Reviewing the taxonomy for machine learning topic detection
Verify the correctness of the taxonomy of topics that Prediction Studio generated from the training data. If you updated an older version of a model, the taxonomy might include topics from that version. Clean up your model by deleting topics that have no training data, and improve the model's predictions by adding keywords.
Keywords influence the behavior of a machine learning model, but they are not exact rules. The "Should," "Must," and "And" words act as positive features for matching a text to a topic, while the "Not" words act as negative features. The training and testing data have the greatest impact on your machine learning model, while keywords have a smaller impact.
You cannot add topics in this step. If you want to add topics, go back to the Source selection step. For more information, see Uploading data for training and testing of the topic detection model.
In the Taxonomy review wizard step, review the taxonomy details, and then expand the taxonomy to view the topics.The hierarchy of the taxonomy is used to group topics. Do not add training data or keywords to grouping topics.
Review the summary of training and test data for individual topics by selecting the topics in the list.
To add positive or negative features for matching a text to a topic, add keywords to the topic:
Select the topic, and then click the Manage keywords tab.

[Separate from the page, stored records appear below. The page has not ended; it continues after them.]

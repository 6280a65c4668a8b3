//! Sequence diagrams.
//!
//! A [`SequenceDiagram`] is an ordered list of [`SequenceItem`]s: members,
//! messages, notes and control-flow blocks, each rendering its own lines.

mod block;
mod link;
mod member;

use std::fmt;

pub use self::block::{Alt, Break, Critical, Loop, Note, NotePosition, Optional, Parallel, Rect};
pub use self::link::{ArrowType, Link};
pub use self::member::{Actor, ActorBox, Member, Participant};
use crate::config::Config;
use crate::graph::Diagram;

/// One entry in a sequence diagram.
///
/// Blocks hold further items, so control flow nests arbitrarily.
#[derive(Debug, Clone)]
pub enum SequenceItem {
    Actor(Actor),
    Participant(Participant),
    ActorBox(ActorBox),
    Link(Link),
    Note(Note),
    Rect(Rect),
    Loop(Loop),
    Alt(Alt),
    Optional(Optional),
    Parallel(Parallel),
    Critical(Critical),
    Break(Break),
}

impl fmt::Display for SequenceItem {
    fn fmt(&self, f: &mut fmt::Formatter<'_>) -> fmt::Result {
        match self {
            SequenceItem::Actor(item) => item.fmt(f),
            SequenceItem::Participant(item) => item.fmt(f),
            SequenceItem::ActorBox(item) => item.fmt(f),
            SequenceItem::Link(item) => item.fmt(f),
            SequenceItem::Note(item) => item.fmt(f),
            SequenceItem::Rect(item) => item.fmt(f),
            SequenceItem::Loop(item) => item.fmt(f),
            SequenceItem::Alt(item) => item.fmt(f),
            SequenceItem::Optional(item) => item.fmt(f),
            SequenceItem::Parallel(item) => item.fmt(f),
            SequenceItem::Critical(item) => item.fmt(f),
            SequenceItem::Break(item) => item.fmt(f),
        }
    }
}

macro_rules! sequence_item_from {
    ($($variant:ident),+ $(,)?) => {
        $(
            impl From<$variant> for SequenceItem {
                fn from(item: $variant) -> Self {
                    SequenceItem::$variant(item)
                }
            }
        )+
    };
}

sequence_item_from!(
    Actor,
    Participant,
    ActorBox,
    Link,
    Note,
    Rect,
    Loop,
    Alt,
    Optional,
    Parallel,
    Critical,
    Break,
);

/// A sequence diagram over an ordered list of items.
#[derive(Debug, Clone)]
pub struct SequenceDiagram {
    pub title: String,
    pub items: Vec<SequenceItem>,
    pub auto_number: bool,
    pub config: Option<Config>,
}

impl SequenceDiagram {
    pub fn new(title: impl Into<String>, items: Vec<SequenceItem>) -> Self {
        Self {
            title: title.into(),
            items,
            auto_number: false,
            config: None,
        }
    }

    /// Number every message automatically.
    pub fn auto_number(mut self) -> Self {
        self.auto_number = true;
        self
    }

    pub fn with_config(mut self, config: Config) -> Self {
        self.config = Some(config);
        self
    }
}

impl Diagram for SequenceDiagram {
    fn title(&self) -> &str {
        &self.title
    }

    fn config(&self) -> Option<&Config> {
        self.config.as_ref()
    }

    fn write_body(&self, out: &mut String) {
        out.push_str("\nsequenceDiagram\n");
        if self.auto_number {
            out.push_str("\tautonumber\n");
        }
        for item in &self.items {
            out.push_str(&item.to_string());
        }
    }
}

In the Keywords section, enter keywords to influence the model's predictions.Keywords can be words or phrases. You can enter several keywords in each category.
- Should words
- phone telephone mobile
- And words
To delete topics that do not contain any training data, select a topic, and then click Delete.Topics without any training data might appear in the taxonomy when you start with a keyword-based model, and then update it to a machine learning model. If the training data that you use to train the new model contains a smaller number of topics than the original keyword-based model, only that number of topics get trained, and the remaining topics are without training data.